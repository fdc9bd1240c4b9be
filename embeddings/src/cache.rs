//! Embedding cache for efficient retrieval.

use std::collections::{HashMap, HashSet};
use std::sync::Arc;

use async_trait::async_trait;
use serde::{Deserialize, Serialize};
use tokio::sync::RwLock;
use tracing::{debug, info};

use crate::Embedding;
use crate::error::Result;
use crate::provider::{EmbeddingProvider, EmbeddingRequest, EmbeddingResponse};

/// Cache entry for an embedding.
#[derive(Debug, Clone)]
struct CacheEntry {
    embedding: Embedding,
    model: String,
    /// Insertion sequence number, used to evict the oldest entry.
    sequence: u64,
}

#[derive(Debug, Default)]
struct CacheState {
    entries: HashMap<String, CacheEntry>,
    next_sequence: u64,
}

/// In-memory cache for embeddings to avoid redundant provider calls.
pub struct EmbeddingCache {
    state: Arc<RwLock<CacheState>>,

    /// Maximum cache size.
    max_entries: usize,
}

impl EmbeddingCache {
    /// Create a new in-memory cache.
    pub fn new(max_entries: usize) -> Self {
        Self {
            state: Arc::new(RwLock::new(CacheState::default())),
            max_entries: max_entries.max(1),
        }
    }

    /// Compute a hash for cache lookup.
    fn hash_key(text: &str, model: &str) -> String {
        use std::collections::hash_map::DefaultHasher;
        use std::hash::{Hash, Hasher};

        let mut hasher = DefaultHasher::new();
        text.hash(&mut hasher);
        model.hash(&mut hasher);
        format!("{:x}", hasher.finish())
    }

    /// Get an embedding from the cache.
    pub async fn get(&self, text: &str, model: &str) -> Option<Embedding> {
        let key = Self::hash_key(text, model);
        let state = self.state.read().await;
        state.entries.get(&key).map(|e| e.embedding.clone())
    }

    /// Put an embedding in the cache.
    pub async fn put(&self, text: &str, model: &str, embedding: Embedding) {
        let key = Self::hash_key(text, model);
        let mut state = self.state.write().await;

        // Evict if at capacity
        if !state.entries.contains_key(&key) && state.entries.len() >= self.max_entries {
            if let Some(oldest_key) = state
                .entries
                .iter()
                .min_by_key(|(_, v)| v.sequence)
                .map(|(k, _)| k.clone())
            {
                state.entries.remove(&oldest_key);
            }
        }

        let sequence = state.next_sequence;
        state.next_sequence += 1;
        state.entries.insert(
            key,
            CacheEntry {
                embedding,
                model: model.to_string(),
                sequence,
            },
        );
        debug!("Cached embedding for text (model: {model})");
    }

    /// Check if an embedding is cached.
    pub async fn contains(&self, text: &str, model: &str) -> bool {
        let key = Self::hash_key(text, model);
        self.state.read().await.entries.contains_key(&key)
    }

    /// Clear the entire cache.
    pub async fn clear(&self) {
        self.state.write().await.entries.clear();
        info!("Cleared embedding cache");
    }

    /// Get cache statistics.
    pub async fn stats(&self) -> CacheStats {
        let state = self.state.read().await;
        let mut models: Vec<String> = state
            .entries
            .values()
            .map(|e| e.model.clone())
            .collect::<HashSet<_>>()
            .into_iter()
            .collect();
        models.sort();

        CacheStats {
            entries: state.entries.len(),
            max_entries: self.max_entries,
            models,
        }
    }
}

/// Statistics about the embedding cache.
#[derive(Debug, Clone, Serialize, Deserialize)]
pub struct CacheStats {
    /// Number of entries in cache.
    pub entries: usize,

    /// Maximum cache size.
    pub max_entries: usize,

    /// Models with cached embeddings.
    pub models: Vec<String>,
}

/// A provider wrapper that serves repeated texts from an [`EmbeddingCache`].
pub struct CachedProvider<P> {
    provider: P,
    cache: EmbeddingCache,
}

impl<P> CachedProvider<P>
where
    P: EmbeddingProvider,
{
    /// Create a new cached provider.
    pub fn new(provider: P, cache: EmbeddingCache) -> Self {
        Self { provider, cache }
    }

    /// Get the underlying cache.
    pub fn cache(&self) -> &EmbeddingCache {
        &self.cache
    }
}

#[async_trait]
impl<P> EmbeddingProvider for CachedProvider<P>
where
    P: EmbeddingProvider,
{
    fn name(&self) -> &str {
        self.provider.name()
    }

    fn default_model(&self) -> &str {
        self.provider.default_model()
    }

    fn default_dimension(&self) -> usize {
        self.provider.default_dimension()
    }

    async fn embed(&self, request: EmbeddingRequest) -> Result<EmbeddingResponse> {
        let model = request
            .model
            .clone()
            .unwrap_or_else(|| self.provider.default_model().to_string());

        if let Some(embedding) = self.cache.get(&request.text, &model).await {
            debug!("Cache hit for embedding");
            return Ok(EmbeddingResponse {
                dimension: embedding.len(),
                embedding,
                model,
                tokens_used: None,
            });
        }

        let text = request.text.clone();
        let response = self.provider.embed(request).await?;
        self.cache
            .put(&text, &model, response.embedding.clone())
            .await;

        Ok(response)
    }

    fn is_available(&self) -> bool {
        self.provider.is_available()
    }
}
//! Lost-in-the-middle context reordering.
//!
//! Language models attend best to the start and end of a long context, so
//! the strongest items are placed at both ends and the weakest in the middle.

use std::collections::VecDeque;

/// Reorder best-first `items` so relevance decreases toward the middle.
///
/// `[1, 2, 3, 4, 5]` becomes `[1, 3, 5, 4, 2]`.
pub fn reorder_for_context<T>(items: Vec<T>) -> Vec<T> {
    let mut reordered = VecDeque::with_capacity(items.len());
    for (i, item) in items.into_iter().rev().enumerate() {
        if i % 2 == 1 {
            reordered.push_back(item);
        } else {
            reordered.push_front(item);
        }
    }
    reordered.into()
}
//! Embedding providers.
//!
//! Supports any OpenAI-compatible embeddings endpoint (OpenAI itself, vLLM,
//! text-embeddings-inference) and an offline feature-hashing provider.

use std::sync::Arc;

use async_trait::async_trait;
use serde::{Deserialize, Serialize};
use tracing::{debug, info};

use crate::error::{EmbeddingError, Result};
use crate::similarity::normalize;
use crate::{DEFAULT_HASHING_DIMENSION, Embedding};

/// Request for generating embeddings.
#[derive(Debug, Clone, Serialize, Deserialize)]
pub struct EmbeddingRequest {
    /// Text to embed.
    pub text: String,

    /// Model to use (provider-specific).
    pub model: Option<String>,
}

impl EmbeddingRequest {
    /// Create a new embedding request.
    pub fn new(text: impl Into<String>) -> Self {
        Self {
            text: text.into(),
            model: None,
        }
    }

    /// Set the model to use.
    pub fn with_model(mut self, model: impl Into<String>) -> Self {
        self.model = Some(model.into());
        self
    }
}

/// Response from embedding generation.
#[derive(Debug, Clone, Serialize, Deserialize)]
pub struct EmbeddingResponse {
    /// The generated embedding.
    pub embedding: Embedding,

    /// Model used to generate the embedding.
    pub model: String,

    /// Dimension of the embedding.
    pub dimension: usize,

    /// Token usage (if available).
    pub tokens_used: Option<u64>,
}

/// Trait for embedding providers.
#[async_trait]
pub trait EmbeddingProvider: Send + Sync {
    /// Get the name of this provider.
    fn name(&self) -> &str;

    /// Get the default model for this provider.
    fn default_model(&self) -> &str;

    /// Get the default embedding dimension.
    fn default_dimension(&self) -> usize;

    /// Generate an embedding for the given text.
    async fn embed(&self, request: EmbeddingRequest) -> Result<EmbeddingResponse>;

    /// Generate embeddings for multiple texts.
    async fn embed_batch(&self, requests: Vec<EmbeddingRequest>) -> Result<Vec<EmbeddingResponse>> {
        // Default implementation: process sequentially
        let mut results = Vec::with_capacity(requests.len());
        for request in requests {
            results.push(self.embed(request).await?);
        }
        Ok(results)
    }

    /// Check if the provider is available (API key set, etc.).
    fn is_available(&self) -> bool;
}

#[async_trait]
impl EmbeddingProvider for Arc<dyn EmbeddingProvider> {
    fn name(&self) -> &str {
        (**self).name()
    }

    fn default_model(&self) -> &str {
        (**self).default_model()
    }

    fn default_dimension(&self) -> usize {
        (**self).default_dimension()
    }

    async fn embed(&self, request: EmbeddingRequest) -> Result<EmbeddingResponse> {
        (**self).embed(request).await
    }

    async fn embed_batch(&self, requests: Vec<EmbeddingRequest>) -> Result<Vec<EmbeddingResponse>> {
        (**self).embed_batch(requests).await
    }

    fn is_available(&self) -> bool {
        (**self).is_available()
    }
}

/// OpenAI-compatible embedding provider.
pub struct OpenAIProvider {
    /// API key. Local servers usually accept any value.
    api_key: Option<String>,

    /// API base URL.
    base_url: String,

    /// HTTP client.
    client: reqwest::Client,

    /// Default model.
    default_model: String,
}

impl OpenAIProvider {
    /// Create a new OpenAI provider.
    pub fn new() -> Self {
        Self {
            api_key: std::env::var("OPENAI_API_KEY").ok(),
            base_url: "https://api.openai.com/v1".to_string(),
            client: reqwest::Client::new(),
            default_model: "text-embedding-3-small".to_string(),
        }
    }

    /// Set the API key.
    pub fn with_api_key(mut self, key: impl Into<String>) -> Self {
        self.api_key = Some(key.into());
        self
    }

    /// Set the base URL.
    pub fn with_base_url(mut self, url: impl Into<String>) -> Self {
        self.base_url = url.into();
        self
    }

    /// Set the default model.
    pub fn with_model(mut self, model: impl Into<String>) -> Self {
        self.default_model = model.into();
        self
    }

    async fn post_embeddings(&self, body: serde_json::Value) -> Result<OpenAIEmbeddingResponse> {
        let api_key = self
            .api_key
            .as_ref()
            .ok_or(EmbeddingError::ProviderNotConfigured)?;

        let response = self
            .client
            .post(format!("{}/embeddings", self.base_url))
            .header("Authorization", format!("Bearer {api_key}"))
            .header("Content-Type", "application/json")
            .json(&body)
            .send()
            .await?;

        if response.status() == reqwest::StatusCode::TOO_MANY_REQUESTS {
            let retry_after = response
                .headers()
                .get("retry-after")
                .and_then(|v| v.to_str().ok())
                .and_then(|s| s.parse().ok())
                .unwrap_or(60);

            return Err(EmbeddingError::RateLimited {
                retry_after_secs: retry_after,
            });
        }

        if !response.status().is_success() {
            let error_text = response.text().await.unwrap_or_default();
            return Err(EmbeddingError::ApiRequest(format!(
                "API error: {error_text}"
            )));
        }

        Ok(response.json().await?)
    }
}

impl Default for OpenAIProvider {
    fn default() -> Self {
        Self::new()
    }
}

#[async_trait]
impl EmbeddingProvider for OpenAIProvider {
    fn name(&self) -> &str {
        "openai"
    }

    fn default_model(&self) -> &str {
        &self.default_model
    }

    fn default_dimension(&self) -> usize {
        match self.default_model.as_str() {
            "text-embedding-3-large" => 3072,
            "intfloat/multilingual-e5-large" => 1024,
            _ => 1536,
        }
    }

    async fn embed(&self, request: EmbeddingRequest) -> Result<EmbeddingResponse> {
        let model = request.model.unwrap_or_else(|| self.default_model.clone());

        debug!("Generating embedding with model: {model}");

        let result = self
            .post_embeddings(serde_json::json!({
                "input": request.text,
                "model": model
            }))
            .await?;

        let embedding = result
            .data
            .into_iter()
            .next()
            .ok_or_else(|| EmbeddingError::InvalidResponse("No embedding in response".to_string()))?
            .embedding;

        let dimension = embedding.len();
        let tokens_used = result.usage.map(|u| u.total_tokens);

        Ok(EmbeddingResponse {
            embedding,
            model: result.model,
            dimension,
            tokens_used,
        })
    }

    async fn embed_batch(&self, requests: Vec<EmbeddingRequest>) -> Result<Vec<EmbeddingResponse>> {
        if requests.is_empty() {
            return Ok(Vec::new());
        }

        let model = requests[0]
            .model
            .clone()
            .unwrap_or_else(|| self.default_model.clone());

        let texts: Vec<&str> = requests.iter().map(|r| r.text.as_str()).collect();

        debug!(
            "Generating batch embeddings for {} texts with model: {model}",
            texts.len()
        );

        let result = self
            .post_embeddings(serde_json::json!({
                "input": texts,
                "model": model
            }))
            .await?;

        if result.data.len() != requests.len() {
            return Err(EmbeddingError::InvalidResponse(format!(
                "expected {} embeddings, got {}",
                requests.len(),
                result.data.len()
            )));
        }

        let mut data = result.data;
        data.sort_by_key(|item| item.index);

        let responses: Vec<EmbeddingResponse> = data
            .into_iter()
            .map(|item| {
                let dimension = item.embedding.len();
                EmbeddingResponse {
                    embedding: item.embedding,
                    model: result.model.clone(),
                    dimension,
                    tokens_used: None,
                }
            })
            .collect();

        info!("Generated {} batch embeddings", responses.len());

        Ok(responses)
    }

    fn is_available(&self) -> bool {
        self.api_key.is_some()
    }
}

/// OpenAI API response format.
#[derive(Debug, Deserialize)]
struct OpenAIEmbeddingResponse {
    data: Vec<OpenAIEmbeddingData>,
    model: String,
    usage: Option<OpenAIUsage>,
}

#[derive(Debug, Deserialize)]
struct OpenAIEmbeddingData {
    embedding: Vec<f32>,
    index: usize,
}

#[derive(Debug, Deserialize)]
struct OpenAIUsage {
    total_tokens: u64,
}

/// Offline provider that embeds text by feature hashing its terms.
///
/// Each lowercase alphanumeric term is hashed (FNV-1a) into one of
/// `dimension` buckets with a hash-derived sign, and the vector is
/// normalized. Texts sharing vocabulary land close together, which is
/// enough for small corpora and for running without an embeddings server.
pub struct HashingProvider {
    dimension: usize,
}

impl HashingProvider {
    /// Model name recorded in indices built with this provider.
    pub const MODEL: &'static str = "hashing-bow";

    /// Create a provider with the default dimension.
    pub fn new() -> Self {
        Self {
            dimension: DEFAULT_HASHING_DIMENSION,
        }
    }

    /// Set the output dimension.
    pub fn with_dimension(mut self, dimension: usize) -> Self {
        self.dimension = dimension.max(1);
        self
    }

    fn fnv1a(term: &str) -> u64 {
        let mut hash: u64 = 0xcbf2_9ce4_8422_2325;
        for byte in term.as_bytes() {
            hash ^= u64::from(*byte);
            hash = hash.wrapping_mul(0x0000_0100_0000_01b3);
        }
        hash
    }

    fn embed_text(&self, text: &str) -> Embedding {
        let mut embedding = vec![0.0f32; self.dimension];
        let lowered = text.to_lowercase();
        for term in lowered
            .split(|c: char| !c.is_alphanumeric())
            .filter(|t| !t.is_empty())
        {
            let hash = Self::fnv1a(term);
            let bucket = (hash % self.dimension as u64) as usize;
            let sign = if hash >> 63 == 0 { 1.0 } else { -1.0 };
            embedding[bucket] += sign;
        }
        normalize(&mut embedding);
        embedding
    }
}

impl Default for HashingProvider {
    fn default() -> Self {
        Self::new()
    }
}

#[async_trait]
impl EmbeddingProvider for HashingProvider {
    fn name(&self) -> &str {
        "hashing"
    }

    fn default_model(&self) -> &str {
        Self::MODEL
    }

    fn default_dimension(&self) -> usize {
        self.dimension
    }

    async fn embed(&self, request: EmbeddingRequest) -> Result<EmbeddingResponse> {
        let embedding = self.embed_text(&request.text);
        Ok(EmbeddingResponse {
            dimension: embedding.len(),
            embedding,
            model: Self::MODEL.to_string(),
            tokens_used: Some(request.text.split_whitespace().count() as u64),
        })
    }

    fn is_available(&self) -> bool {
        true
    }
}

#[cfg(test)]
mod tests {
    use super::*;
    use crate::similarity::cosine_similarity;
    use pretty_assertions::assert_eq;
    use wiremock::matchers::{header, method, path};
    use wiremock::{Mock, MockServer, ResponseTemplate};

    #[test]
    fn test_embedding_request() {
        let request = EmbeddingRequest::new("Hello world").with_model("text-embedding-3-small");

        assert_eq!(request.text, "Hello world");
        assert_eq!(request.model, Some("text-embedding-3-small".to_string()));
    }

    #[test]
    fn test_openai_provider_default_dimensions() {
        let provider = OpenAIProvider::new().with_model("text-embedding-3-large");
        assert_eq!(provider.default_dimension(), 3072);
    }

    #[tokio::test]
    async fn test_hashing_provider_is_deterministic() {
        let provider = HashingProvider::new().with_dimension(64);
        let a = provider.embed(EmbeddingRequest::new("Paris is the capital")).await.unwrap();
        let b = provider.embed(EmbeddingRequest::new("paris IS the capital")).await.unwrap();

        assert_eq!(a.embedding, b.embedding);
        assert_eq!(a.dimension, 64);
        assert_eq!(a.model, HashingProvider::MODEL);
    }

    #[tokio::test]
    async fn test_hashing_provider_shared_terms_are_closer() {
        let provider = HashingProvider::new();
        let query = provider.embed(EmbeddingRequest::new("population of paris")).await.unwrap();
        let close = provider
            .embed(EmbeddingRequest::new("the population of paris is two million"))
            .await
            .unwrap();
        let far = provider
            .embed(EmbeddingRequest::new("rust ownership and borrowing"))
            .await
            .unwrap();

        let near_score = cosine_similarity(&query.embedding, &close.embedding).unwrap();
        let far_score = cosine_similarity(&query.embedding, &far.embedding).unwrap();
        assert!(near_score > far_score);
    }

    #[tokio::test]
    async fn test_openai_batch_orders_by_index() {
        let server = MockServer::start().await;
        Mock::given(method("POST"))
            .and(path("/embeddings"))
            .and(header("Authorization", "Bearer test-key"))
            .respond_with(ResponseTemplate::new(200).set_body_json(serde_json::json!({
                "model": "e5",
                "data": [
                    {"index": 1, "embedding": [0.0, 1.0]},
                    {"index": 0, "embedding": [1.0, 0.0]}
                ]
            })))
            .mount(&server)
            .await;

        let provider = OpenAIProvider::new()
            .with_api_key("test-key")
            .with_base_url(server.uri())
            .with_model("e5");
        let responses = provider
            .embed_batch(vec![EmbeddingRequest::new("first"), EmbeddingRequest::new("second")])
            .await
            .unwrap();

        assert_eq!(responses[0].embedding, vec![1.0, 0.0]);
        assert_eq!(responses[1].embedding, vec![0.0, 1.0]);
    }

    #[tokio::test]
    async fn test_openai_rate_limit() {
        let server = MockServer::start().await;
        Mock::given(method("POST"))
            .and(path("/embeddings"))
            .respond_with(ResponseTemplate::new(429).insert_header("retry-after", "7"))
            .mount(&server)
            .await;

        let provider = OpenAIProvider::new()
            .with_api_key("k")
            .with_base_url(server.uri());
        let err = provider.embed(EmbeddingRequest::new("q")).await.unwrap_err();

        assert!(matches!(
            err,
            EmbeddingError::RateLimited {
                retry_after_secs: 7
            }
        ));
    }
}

- - -

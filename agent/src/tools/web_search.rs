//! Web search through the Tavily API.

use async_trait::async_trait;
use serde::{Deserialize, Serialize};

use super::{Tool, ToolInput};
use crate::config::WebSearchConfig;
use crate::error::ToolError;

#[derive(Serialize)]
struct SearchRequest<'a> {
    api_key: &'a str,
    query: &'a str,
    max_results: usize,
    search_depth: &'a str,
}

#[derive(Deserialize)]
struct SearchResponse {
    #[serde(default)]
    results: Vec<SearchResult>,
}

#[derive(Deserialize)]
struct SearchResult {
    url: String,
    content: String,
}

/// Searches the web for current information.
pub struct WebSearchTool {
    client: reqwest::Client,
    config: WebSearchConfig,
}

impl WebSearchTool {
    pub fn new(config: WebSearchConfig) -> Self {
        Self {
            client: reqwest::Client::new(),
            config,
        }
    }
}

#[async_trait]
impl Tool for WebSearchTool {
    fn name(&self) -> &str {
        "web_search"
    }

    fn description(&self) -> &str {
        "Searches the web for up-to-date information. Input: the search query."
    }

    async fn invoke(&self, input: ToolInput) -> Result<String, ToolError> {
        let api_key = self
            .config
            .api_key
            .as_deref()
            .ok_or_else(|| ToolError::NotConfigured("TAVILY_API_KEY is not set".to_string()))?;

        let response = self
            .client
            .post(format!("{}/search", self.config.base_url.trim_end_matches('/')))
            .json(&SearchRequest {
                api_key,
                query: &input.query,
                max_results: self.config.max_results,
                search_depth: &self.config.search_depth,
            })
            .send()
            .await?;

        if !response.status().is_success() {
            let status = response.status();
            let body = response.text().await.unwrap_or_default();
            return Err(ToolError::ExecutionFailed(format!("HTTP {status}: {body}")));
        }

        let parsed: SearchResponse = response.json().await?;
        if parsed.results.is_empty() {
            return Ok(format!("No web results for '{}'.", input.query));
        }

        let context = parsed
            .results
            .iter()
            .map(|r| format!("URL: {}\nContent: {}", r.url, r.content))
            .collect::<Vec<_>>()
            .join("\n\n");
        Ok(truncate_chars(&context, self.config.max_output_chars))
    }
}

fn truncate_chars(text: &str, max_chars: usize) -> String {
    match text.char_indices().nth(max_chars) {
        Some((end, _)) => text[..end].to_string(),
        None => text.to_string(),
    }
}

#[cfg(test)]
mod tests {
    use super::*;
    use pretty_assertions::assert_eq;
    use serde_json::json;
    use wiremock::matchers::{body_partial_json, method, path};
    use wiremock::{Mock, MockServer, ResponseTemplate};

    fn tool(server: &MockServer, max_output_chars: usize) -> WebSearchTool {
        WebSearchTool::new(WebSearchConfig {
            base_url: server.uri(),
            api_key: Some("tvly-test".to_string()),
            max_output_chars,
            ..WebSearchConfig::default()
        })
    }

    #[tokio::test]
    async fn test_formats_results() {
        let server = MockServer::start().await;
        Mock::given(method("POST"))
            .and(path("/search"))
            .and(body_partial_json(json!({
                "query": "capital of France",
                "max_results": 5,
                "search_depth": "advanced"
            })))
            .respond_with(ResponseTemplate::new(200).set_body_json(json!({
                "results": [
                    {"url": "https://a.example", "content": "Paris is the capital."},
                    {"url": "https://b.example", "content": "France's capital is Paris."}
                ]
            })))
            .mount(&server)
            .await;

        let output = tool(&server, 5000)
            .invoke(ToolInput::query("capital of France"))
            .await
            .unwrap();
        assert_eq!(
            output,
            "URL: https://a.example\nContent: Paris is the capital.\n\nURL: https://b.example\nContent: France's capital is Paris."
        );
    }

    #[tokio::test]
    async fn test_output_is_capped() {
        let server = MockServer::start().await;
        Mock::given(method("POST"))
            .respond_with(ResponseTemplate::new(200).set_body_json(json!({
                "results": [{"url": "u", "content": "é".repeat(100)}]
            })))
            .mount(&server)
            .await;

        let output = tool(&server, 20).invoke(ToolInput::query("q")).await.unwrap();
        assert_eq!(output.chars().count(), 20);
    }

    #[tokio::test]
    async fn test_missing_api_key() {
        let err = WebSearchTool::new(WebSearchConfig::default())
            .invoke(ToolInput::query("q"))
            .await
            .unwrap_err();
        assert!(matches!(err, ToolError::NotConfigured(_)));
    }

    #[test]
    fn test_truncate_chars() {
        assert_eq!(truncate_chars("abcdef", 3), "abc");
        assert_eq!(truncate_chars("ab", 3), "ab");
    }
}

- - -

EXERCISE DESCRIPTION: The response must hold only the lines above from the line with "if let Some(oldest_key) = state" through the line with "entries in cache.", each copied exactly, both ends kept.

SOLVED EXERCISE:
            if let Some(oldest_key) = state
                .entries
                .iter()
                .min_by_key(|(_, v)| v.sequence)
                .map(|(k, _)| k.clone())
            {
                state.entries.remove(&oldest_key);
            }
        }

        let sequence = state.next_sequence;
        state.next_sequence += 1;
        state.entries.insert(
            key,
            CacheEntry {
                embedding,
                model: model.to_string(),
                sequence,
            },
        );
        debug!("Cached embedding for text (model: {model})");
    }

    /// Check if an embedding is cached.
    pub async fn contains(&self, text: &str, model: &str) -> bool {
        let key = Self::hash_key(text, model);
        self.state.read().await.entries.contains_key(&key)
    }

    /// Clear the entire cache.
    pub async fn clear(&self) {
        self.state.write().await.entries.clear();
        info!("Cleared embedding cache");
    }

    /// Get cache statistics.
    pub async fn stats(&self) -> CacheStats {
        let state = self.state.read().await;
        let mut models: Vec<String> = state
            .entries
            .values()
            .map(|e| e.model.clone())
            .collect::<HashSet<_>>()
            .into_iter()
            .collect();
        models.sort();

        CacheStats {
            entries: state.entries.len(),
            max_entries: self.max_entries,
            models,
        }
    }
}

/// Statistics about the embedding cache.
#[derive(Debug, Clone, Serialize, Deserialize)]
pub struct CacheStats {
    /// Number of entries in cache.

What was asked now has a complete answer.